If your firm is spending on Google Ads without clear visibility into cost per case, or if you are hesitant to start because the CPCs seem intimidating, the problem is almost certainly strategic, not inherent to the platform. With the right approach, the math works. And for many law firms, it works exceptionally well.
Frequently Asked Questions
How much should a law firm spend on Google Ads per month?
For solo practitioners and small firms, we recommend starting at $3,000 to $6,000 per month focused on one or two practice areas. Mid-sized firms typically need $6,000 to $15,000 per month to cover multiple practice areas effectively. Large and multi-location firms often invest $15,000 or more monthly. The right budget depends on your practice areas (personal injury requires more than estate planning), your geographic market (major metros cost more than mid-sized cities), and your growth goals. We always recommend starting at a controlled level, proving ROI, and then scaling based on data.
Are Google Local Services Ads worth it for lawyers?
Absolutely. Local Services Ads are one of the highest-value advertising products available to law firms. You pay per lead rather than per click, you get premium placement at the top of search results, and the Google Screened badge provides a significant trust advantage. In our experience, LSAs generate leads at 30% to 50% lower cost than standard search ads for most legal practice areas. The main requirement is passing Google’s background check and license verification process, which takes 2 to 4 weeks. We recommend every law firm run LSAs alongside standard Google Ads campaigns for maximum coverage.
What is a good conversion rate for a law firm landing page?
For law firm landing pages receiving Google Ads traffic, we target a 5% to 12% conversion rate for form submissions and phone calls combined. Personal injury and criminal defense pages tend to convert at the higher end (8% to 15%) due to urgency, while estate planning and family law pages typically convert at 4% to 8%. If your landing page is converting below 3%, there are likely significant issues with page design, trust signals, load speed, or message match between the ad and the landing page.
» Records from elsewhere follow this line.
//! In-memory Store implementation for testing.
//!
//! Keeps streams and scored sets in process memory with the same semantics
//! the Redis store provides. Useful for tests and development without a
//! running Redis.

use std::collections::HashMap;
use std::sync::atomic::{AtomicBool, Ordering};

use async_trait::async_trait;
use tokio::sync::{RwLock, watch};

use crate::error::{Error, Result};
use crate::traits::{EntryId, Store, StreamEntry, Timestamp};

#[derive(Default)]
struct Stream {
    entries: Vec<StreamEntry>,
}

impl Stream {
    fn first_after(&self, after: EntryId) -> Option<&StreamEntry> {
        let idx = self.entries.partition_point(|e| e.id <= after);
        self.entries.get(idx)
    }
}

/// In-memory implementation of [`Store`].
pub struct InMemoryStore {
    /// Streams by key.
    streams: RwLock<HashMap<String, Stream>>,
    /// Scored sets by key, member to score.
    sets: RwLock<HashMap<String, HashMap<String, Timestamp>>>,
    /// Bumped on every append to wake blocking readers.
    appended: watch::Sender<u64>,
    /// When false every command fails with a connection error.
    reachable: AtomicBool,
}

impl InMemoryStore {
    /// Create an empty store.
    #[must_use]
    pub fn new() -> Self {
        Self {
            streams: RwLock::new(HashMap::new()),
            sets: RwLock::new(HashMap::new()),
            appended: watch::Sender::new(0),
            reachable: AtomicBool::new(true),
        }
    }

    /// Simulate the store going away or coming back.
    pub fn set_reachable(&self, reachable: bool) {
        self.reachable.store(reachable, Ordering::SeqCst);
    }

    /// Number of entries in a stream.
    pub async fn stream_len(&self, stream: &str) -> usize {
        self.streams
            .read()
            .await
            .get(stream)
            .map_or(0, |s| s.entries.len())
    }

    /// Score of a member, if present.
    pub async fn score(&self, set: &str, member: &str) -> Option<Timestamp> {
        self.sets.read().await.get(set)?.get(member).copied()
    }

    /// Number of members in a scored set.
    pub async fn set_len(&self, set: &str) -> usize {
        self.sets.read().await.get(set).map_or(0, HashMap::len)
    }

    /// Readers currently parked in a blocking read.
    #[must_use]
    pub fn blocked_readers(&self) -> usize {
        self.appended.receiver_count()
    }

    fn check_reachable(&self) -> Result<()> {
        if self.reachable.load(Ordering::SeqCst) {
            Ok(())
        } else {
            Err(Error::Connection("in-memory store is unreachable".to_string()))
        }
    }
}

impl Default for InMemoryStore {
    fn default() -> Self {
        Self::new()
    }
}

/// Next Redis-style ID: the wall clock in milliseconds, or the previous ID
/// with a bumped sequence if the clock has not moved past it.
fn next_id(last: Option<EntryId>) -> EntryId {
    let now = u64::try_from(chrono::Utc::now().timestamp_millis()).unwrap_or(0);
    match last {
        Some(last) if last.ms >= now => EntryId::new(last.ms, last.seq + 1),
        _ => EntryId::new(now, 0),
    }
}

#[async_trait]
impl Store for InMemoryStore {
    type Blocking = ();

    async fn ping(&self) -> Result<()> {
        self.check_reachable()
    }

    async fn append(&self, stream: &str, payload: &[u8]) -> Result<EntryId> {
        self.check_reachable()?;

        let id = {
            let mut streams = self.streams.write().await;
            let stream = streams.entry(stream.to_string()).or_default();
            let id = next_id(stream.entries.last().map(|e| e.id));
            stream.entries.push(StreamEntry {
                id,
                payload: payload.to_vec(),
            });
            id
        };

        self.appended.send_modify(|n| *n += 1);
        Ok(id)
    }

    async fn last_entry_id(&self, stream: &str) -> Result<Option<EntryId>> {
        self.check_reachable()?;
        Ok(self
            .streams
            .read()
            .await
            .get(stream)
            .and_then(|s| s.entries.last())
            .map(|e| e.id))
    }

    async fn blocking_connection(&self) -> Result<()> {
        self.check_reachable()
    }

    async fn read_next(
        &self,
        _conn: &mut (),
        stream: &str,
        after: EntryId,
    ) -> Result<StreamEntry> {
        // Subscribe before looking so an append in between still wakes us.
        let mut appended = self.appended.subscribe();

        loop {
            self.check_reachable()?;

            if let Some(entry) = self
                .streams
                .read()
                .await
                .get(stream)
                .and_then(|s| s.first_after(after))
            {
                return Ok(entry.clone());
            }

            appended
                .changed()
                .await
                .map_err(|_| Error::Connection("in-memory store was dropped".to_string()))?;
        }
    }

    async fn upsert_scored(&self, set: &str, score: Timestamp, member: &str) -> Result<()> {
        self.check_reachable()?;
        self.sets
            .write()
            .await
            .entry(set.to_string())
            .or_default()
            .insert(member.to_string(), score);
        Ok(())
    }

    async fn range_by_score(&self, set: &str, min: Timestamp) -> Result<Vec<String>> {
        self.check_reachable()?;

        let sets = self.sets.read().await;
        let Some(members) = sets.get(set) else {
            return Ok(Vec::new());
        };

        let mut matching: Vec<(&String, Timestamp)> = members
            .iter()
            .filter(|(_, score)| **score >= min)
            .map(|(member, score)| (member, *score))
            .collect();
        matching.sort_by(|a, b| a.1.cmp(&b.1).then_with(|| a.0.cmp(b.0)));

        Ok(matching.into_iter().map(|(m, _)| m.clone()).collect())
    }

    async fn remove_range_by_score(&self, set: &str, max: Timestamp) -> Result<u64> {
        self.check_reachable()?;

        let mut sets = self.sets.write().await;
        let Some(members) = sets.get_mut(set) else {
            return Ok(0);
        };

        let before = members.len();
        members.retain(|_, score| *score > max);
        Ok((before - members.len()) as u64)
    }
}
Improving conversion rate from 3% to 8% cuts your cost per lead by more than 60%, making it one of the highest-leverage optimizations available.
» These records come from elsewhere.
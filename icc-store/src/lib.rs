//! Persistence and delivery backend for icc.
//!
//! Two real-time primitives on top of Redis:
//!
//! - a notification stream that many publishers append to and a single
//!   reader drains with blocking, cancellable reads;
//! - an applause counter that records per-member activity times and answers
//!   "how many distinct members were active since T" per parent.
//!
//! # Key Types
//!
//! - [`Backend`] - The operation surface: publish, receive, applause
//! - [`Store`] - Command contract of the backing store
//! - [`RedisStore`] - Redis implementation on a bounded connection pool
//! - [`InMemoryStore`] - In-process implementation for tests
//! - [`NotifyReader`] - Cursor-tracking, cancellable stream reader

pub mod applause;
pub mod backend;
pub mod config;
pub mod error;
pub mod memory;
pub mod notify;
pub mod pool;
pub mod redis_store;
pub mod traits;

// Re-exports
pub use applause::{Applause, ApplauseKey};
pub use backend::Backend;
pub use config::StoreConfig;
pub use error::{Error, Result};
pub use memory::InMemoryStore;
pub use notify::{NotifyReader, Publisher};
pub use pool::{ConnectionManager, wait_until_reachable};
pub use redis_store::RedisStore;
pub use traits::{EntryId, Store, StreamEntry, Timestamp};
pub use tokio_util::sync::CancellationToken;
Should law firms use broad match keywords in Google Ads?
We generally advise against broad match keywords for law firms, especially at launch. Broad match gives Google significant latitude to show your ads for loosely related queries, and in the legal space where CPCs are $50 to $200+, irrelevant clicks are extremely expensive. We start most legal campaigns with phrase match and exact match keywords, which provide better control over which searches trigger your ads. As campaigns mature and you build comprehensive negative keyword lists, you can carefully test broad match on your highest-performing keywords with close monitoring. Google’s Smart Bidding works best with broad match, but it requires substantial conversion data, typically 50+ conversions per month per campaign, to work reliably.
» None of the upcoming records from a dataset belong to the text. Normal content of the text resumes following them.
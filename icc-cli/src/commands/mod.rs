//! Subcommand implementations.

pub mod applause;
pub mod listen;
pub mod publish;
pub mod wait;

use icc_store::CancellationToken;
use tracing::{info, warn};

/// A token that is cancelled on Ctrl-C.
pub fn cancel_on_ctrl_c() -> CancellationToken {
    let token = CancellationToken::new();
    let cancel = token.clone();

    tokio::spawn(async move {
        match tokio::signal::ctrl_c().await {
            Ok(()) => info!("Interrupted, shutting down"),
            Err(e) => warn!(error = %e, "Failed to listen for Ctrl-C"),
        }
        cancel.cancel();
    });

    token
}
How do I know if my law firm’s Google Ads agency is doing a good job?
Evaluate your agency on four metrics: cost per lead, cost per signed case, lead quality, and trend direction. Your agency should report on all four monthly. Cost per lead should be within the benchmarks outlined in this guide (adjusted for your market). Cost per signed case requires proper tracking from click through intake through case signing. If your agency cannot tell you your cost per signed case by practice area, they are not tracking deeply enough. Lead quality should be assessed through call recordings and intake feedback. And all metrics should be trending in a positive direction over time, meaning lower costs and higher volume, as the agency optimizes. If you are three or more months into a campaign and your agency cannot clearly articulate these numbers, it is time to ask hard questions about their management approach.